Society would be a lot healthier if we confronted this fact, rather than singling out select groups of parents as egotistical, as columnist Rosemary McLeod did recently in her odious column “Why I feel for the kids of ego-trippers”.
McLeod’s beef is with trans parents, specifically female-to-male transsexuals who live their lives as men (whatever that means) but still choose to produce children because they’ve got the plumbing.
“Why should I care? Because if it’s happening today in California, it’ll be happening here next week. We pick up on all extreme trends, and then defend them heatedly as if we invented them.
It’s the kids I worry about. It would be all very well if their mother/father had kept his/her unusual situation private, but he/she has boasted about it publicly, and that stands a good chance of rebounding against the kids, which hardly seems fair.
He/she can give birth to live goldfish for all I care, but I dislike ego trippers bent on being famous, especially at other people’s expense.”
This from the woman who created New Zealand’s answer to Dallas, the TV soap Gloss, a celebration of excess and millionaire ‘look at me’ lifestyles.
If McLeod is really worried about things rebounding against the kids, perhaps she should focus more on our appalling rates of child abuse. As at August last year, Child Protection Services estimated that 80,000 children witness family violence each year, and you don’t have to be a mathematician to deduce that the vast majority of these situations will be occurring in “normal” families with heterosexual parents.
Currently, New Zealand Police have over 6,000 child abuse cases open. The statistics in relation to child abuse over the last ten years are harrowing.
Between 2000 and 2004, 39 children were murdered due to family violence related incidents. In 63.4 per cent of these murders, the perpetrator was male.
But hey, if kids being shoved in the drier is too much of a downer for you, why not get back to this ego question and look at what some idiots have attempted, either successfully or otherwise, to name their children.
This from Yahoo’s article, 10 illegal baby names – New Zealand shamefully topped the list:
1) Talula Does The Hula From Hawaii (New Zealand)
New Zealand law bans names which could cause offence to a ‘reasonable’ person. Good thing too – the country is a stupid name hotspot. We found a couple from the islands who tried and failed to call their son ’4Real’, but nothing beats the ridiculous moniker above. It belonged to a 9-year-old girl before a judge had her renamed during a custody battle. ‘It makes a fool of the child,’ he said. It certainly made application forms a pain in the butt.

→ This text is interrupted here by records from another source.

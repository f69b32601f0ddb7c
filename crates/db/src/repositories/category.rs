//! Category repository.

use std::sync::Arc;

use crate::entities::{category, Category};
use sea_orm::{
    ActiveModelTrait, ColumnTrait, DatabaseConnection, EntityTrait, QueryFilter, QueryOrder,
    QuerySelect,
};
use tradepost_common::{AppError, AppResult};

use super::map_db_err;

/// Category repository for database operations.
#[derive(Clone)]
pub struct CategoryRepository {
    db: Arc<DatabaseConnection>,
}

impl CategoryRepository {
    /// Create a new category repository.
    #[must_use]
    pub const fn new(db: Arc<DatabaseConnection>) -> Self {
        Self { db }
    }

    /// Find a category by ID.
    pub async fn find_by_id(&self, id: &str) -> AppResult<Option<category::Model>> {
        Category::find_by_id(id)
            .one(self.db.as_ref())
            .await
            .map_err(map_db_err)
    }

    /// Find a category by ID, returning an error if not found.
    pub async fn get_by_id(&self, id: &str) -> AppResult<category::Model> {
        self.find_by_id(id)
            .await?
            .ok_or_else(|| AppError::NotFound(format!("category {id}")))
    }

    /// Find a category by slug.
    pub async fn find_by_slug(&self, slug: &str) -> AppResult<Option<category::Model>> {
        Category::find()
            .filter(category::Column::Slug.eq(slug))
            .one(self.db.as_ref())
            .await
            .map_err(map_db_err)
    }

    /// Get categories (paginated, stable id order).
    pub async fn list(&self, limit: u64, offset: u64) -> AppResult<Vec<category::Model>> {
        Category::find()
            .order_by_asc(category::Column::Id)
            .offset(offset)
            .limit(limit)
            .all(self.db.as_ref())
            .await
            .map_err(map_db_err)
    }

    /// Create a new category.
    pub async fn create(&self, model: category::ActiveModel) -> AppResult<category::Model> {
        model.insert(self.db.as_ref()).await.map_err(map_db_err)
    }

    /// Update a category.
    pub async fn update(&self, model: category::ActiveModel) -> AppResult<category::Model> {
        model.update(self.db.as_ref()).await.map_err(map_db_err)
    }

    /// Delete a category by ID. Children are detached (parent_id set null)
    /// and listings cascade at the store level. Deleting a missing id is a
    /// no-op.
    pub async fn delete_by_id(&self, id: &str) -> AppResult<()> {
        Category::delete_by_id(id)
            .exec(self.db.as_ref())
            .await
            .map_err(map_db_err)?;
        Ok(())
    }
}

#[cfg(test)]
#[allow(clippy::unwrap_used)]
mod tests {
    use super::*;
    use chrono::Utc;
    use sea_orm::{DatabaseBackend, MockDatabase, MockExecResult, Set};

    fn create_test_category(id: &str, slug: &str) -> category::Model {
        category::Model {
            id: id.to_string(),
            name: "Electronics".to_string(),
            slug: slug.to_string(),
            parent_id: None,
            created_at: Utc::now().into(),
        }
    }

    #[tokio::test]
    async fn test_find_by_id_found() {
        let cat = create_test_category("cat1", "electronics");

        let db = Arc::new(
            MockDatabase::new(DatabaseBackend::Postgres)
                .append_query_results([[cat.clone()]])
                .into_connection(),
        );

        let repo = CategoryRepository::new(db);
        let result = repo.find_by_id("cat1").await.unwrap();

        assert!(result.is_some());
        assert_eq!(result.unwrap().slug, "electronics");
    }

    #[tokio::test]
    async fn test_find_by_slug_not_found() {
        let db = Arc::new(
            MockDatabase::new(DatabaseBackend::Postgres)
                .append_query_results([Vec::<category::Model>::new()])
                .into_connection(),
        );

        let repo = CategoryRepository::new(db);
        let result = repo.find_by_slug("missing").await.unwrap();

        assert!(result.is_none());
    }

    #[tokio::test]
    async fn test_list() {
        let cat1 = create_test_category("cat1", "electronics");
        let cat2 = create_test_category("cat2", "furniture");

        let db = Arc::new(
            MockDatabase::new(DatabaseBackend::Postgres)
                .append_query_results([[cat1, cat2]])
                .into_connection(),
        );

        let repo = CategoryRepository::new(db);
        let result = repo.list(50, 0).await.unwrap();

        assert_eq!(result.len(), 2);
    }

    #[tokio::test]
    async fn test_create_category() {
        let cat = create_test_category("cat1", "electronics");

        let db = Arc::new(
            MockDatabase::new(DatabaseBackend::Postgres)
                .append_query_results([[cat.clone()]])
                .append_exec_results([MockExecResult {
                    last_insert_id: 0,
                    rows_affected: 1,
                }])
                .into_connection(),
        );

        let repo = CategoryRepository::new(db);

        let active = category::ActiveModel {
            id: Set("cat1".to_string()),
            name: Set("Electronics".to_string()),
            slug: Set("electronics".to_string()),
            ..Default::default()
        };

        let result = repo.create(active).await.unwrap();
        assert_eq!(result.name, "Electronics");
    }
}
//! Pagination normalization for list endpoints.
//!
//! Every list endpoint accepts untrusted `page`/`limit` query values and
//! supplies its own defaults. [`PageParams::normalize`] turns them into a
//! safe `(page, limit, offset)` triple: a value is used only if it fully
//! parses as a base-10 integer greater than zero, otherwise that field
//! falls back to its default independently of the other.

/// Hard cap on page size, applied after parsing and fallback.
pub const MAX_PAGE_SIZE: u64 = 100;

/// Per-endpoint pagination defaults.
#[derive(Debug, Clone, Copy)]
pub struct PageDefaults {
    /// Page number used when the query value is absent or invalid.
    pub page: u64,
    /// Page size used when the query value is absent or invalid.
    pub limit: u64,
}

impl PageDefaults {
    /// Create defaults with page 1 and the given page size.
    #[must_use]
    pub const fn with_limit(limit: u64) -> Self {
        Self { page: 1, limit }
    }
}

/// Normalized pagination parameters.
#[derive(Debug, Clone, Copy, PartialEq, Eq)]
pub struct PageParams {
    /// 1-based page number.
    pub page: u64,
    /// Page size, capped at [`MAX_PAGE_SIZE`].
    pub limit: u64,
    /// Rows to skip: `(page - 1) * limit`.
    pub offset: u64,
}

impl PageParams {
    /// Normalize raw query values against per-endpoint defaults.
    #[must_use]
    pub fn normalize(page: Option<&str>, limit: Option<&str>, defaults: PageDefaults) -> Self {
        let page = parse_positive(page, defaults.page);
        let limit = parse_positive(limit, defaults.limit).min(MAX_PAGE_SIZE);

        Self {
            page,
            limit,
            offset: (page - 1) * limit,
        }
    }
}

fn parse_positive(value: Option<&str>, fallback: u64) -> u64 {
    match value {
        Some(raw) => match raw.parse::<u64>() {
            Ok(n) if n > 0 => n,
            _ => fallback,
        },
        None => fallback,
    }
}
//! Application configuration.

use serde::Deserialize;
use std::path::Path;

/// Application configuration.
#[derive(Debug, Clone, Deserialize)]
pub struct Config {
    /// Server configuration.
    pub server: ServerConfig,
    /// Database configuration.
    pub database: DatabaseConfig,
}

/// Server configuration.
#[derive(Debug, Clone, Deserialize)]
pub struct ServerConfig {
    /// Host to bind to.
    #[serde(default = "default_host")]
    pub host: String,
    /// Port to bind to.
    #[serde(default = "default_port")]
    pub port: u16,
    /// Allowed CORS origin. None allows any origin.
    #[serde(default)]
    pub cors_origin: Option<String>,
}

/// Database connection configuration.
#[derive(Debug, Clone, Deserialize)]
pub struct DatabaseConfig {
    /// `PostgreSQL` connection URL.
    pub url: String,
    /// Maximum number of connections in the pool.
    #[serde(default = "default_max_connections")]
    pub max_connections: u32,
    /// Minimum number of connections in the pool.
    #[serde(default = "default_min_connections")]
    pub min_connections: u32,
}

fn default_host() -> String {
    "0.0.0.0".to_string()
}

const fn default_port() -> u16 {
    3001
}

const fn default_max_connections() -> u32 {
    100
}

const fn default_min_connections() -> u32 {
    5
}

impl Config {
    /// Load configuration from files and environment variables.
    ///
    /// Configuration is loaded in the following order:
    /// 1. `config/default.toml`
    /// 2. `config/{environment}.toml` (based on `TRADEPOST_ENV`)
    /// 3. Environment variables with `TRADEPOST_` prefix
    pub fn load() -> Result<Self, config::ConfigError> {
        let env = std::env::var("TRADEPOST_ENV").unwrap_or_else(|_| "development".to_string());

        let config = config::Config::builder()
            .add_source(config::File::with_name("config/default").required(false))
            .add_source(config::File::with_name(&format!("config/{env}")).required(false))
            .add_source(
                config::Environment::with_prefix("TRADEPOST")
                    .separator("__")
                    .try_parsing(true),
            )
            .build()?;

        config.try_deserialize()
    }

    /// Load configuration from a specific file.
    pub fn from_file<P: AsRef<Path>>(path: P) -> Result<Self, config::ConfigError> {
        let config = config::Config::builder()
            .add_source(config::File::from(path.as_ref()))
            .add_source(
                config::Environment::with_prefix("TRADEPOST")
                    .separator("__")
                    .try_parsing(true),
            )
            .build()?;

        config.try_deserialize()
    }
}
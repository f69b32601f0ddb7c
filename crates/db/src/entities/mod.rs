//! Database entities.

pub mod category;
pub mod favorite;
pub mod image;
pub mod listing;
pub mod location;
pub mod user;

pub use category::Entity as Category;
pub use favorite::Entity as Favorite;
pub use image::Entity as Image;
pub use listing::Entity as Listing;
pub use location::Entity as Location;
pub use user::Entity as User;
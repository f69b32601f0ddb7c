//! HTTP API layer for tradepost.
//!
//! This crate provides the REST API surface:
//!
//! - **Endpoints**: one module per resource (users, categories, locations,
//!   listings, favorites) plus the health probe
//! - **Extractors**: JSON bodies with client-error rejections, pagination
//!   query parameters
//! - **Responses**: `{data}` / `{data, page, limit}` envelopes
//!
//! Built on Axum 0.8.

pub mod endpoints;
pub mod extractors;
pub mod response;
pub mod state;

pub use endpoints::{health_router, router};
pub use state::AppState;
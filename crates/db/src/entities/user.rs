//! User entity.

use sea_orm::entity::prelude::*;
use serde::{Deserialize, Serialize};

/// User entity.
#[derive(Clone, Debug, PartialEq, Eq, DeriveEntityModel, Serialize, Deserialize)]
#[sea_orm(table_name = "user")]
pub struct Model {
    #[sea_orm(primary_key, auto_increment = false)]
    pub id: String,

    /// Login email, unique across all users.
    #[sea_orm(unique)]
    pub email: String,

    /// Password hash; opaque to this layer.
    pub password_hash: String,

    /// Display name.
    #[sea_orm(nullable)]
    pub name: Option<String>,

    /// Contact phone number.
    #[sea_orm(nullable)]
    pub phone: Option<String>,

    pub created_at: DateTimeWithTimeZone,

    pub updated_at: DateTimeWithTimeZone,
}

#[derive(Copy, Clone, Debug, EnumIter, DeriveRelation)]
pub enum Relation {
    #[sea_orm(has_many = "super::listing::Entity")]
    Listings,

    #[sea_orm(has_many = "super::favorite::Entity")]
    Favorites,
}

impl Related<super::listing::Entity> for Entity {
    fn to() -> RelationDef {
        Relation::Listings.def()
    }
}

impl Related<super::favorite::Entity> for Entity {
    fn to() -> RelationDef {
        Relation::Favorites.def()
    }
}

impl ActiveModelBehavior for ActiveModel {}
//! Create location table migration.

use sea_orm_migration::prelude::*;

#[derive(DeriveMigrationName)]
pub struct Migration;

#[async_trait::async_trait]
impl MigrationTrait for Migration {
    async fn up(&self, manager: &SchemaManager) -> Result<(), DbErr> {
        manager
            .create_table(
                Table::create()
                    .table(Location::Table)
                    .if_not_exists()
                    .col(
                        ColumnDef::new(Location::Id)
                            .string_len(32)
                            .not_null()
                            .primary_key(),
                    )
                    .col(ColumnDef::new(Location::Country).string_len(128).not_null())
                    .col(ColumnDef::new(Location::City).string_len(128).not_null())
                    .col(ColumnDef::new(Location::Lat).double())
                    .col(ColumnDef::new(Location::Lng).double())
                    .col(
                        ColumnDef::new(Location::CreatedAt)
                            .timestamp_with_time_zone()
                            .not_null()
                            .default(Expr::current_timestamp()),
                    )
                    .to_owned(),
            )
            .await?;

        Ok(())
    }

    async fn down(&self, manager: &SchemaManager) -> Result<(), DbErr> {
        manager
            .drop_table(Table::drop().table(Location::Table).to_owned())
            .await
    }
}

#[derive(Iden)]
enum Location {
    Table,
    Id,
    Country,
    City,
    Lat,
    Lng,
    CreatedAt,
}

Has New Zealand banned any other names? Oh yes. The judge listed some that were also blocked: Fish and Chips (twins), Yeah Detroit, Keenan Got Lucy and Sex Fruit. Number 16 Bus Shelter and Violence were allowed.
That last one’s kinda ironic, isn’t it?
Rosemary’s column incited a protest at the Fairfax offices, and generated more articles, which doubtless delighted the management no end. Rosemary herself was missing in action.
Perhaps she was busy penning a sequel to her 2006 book Thrift to Fantasy: Home textile crafts of the 1930s-1950s. Someone should hurry up and invent the time machine so we can send her back there.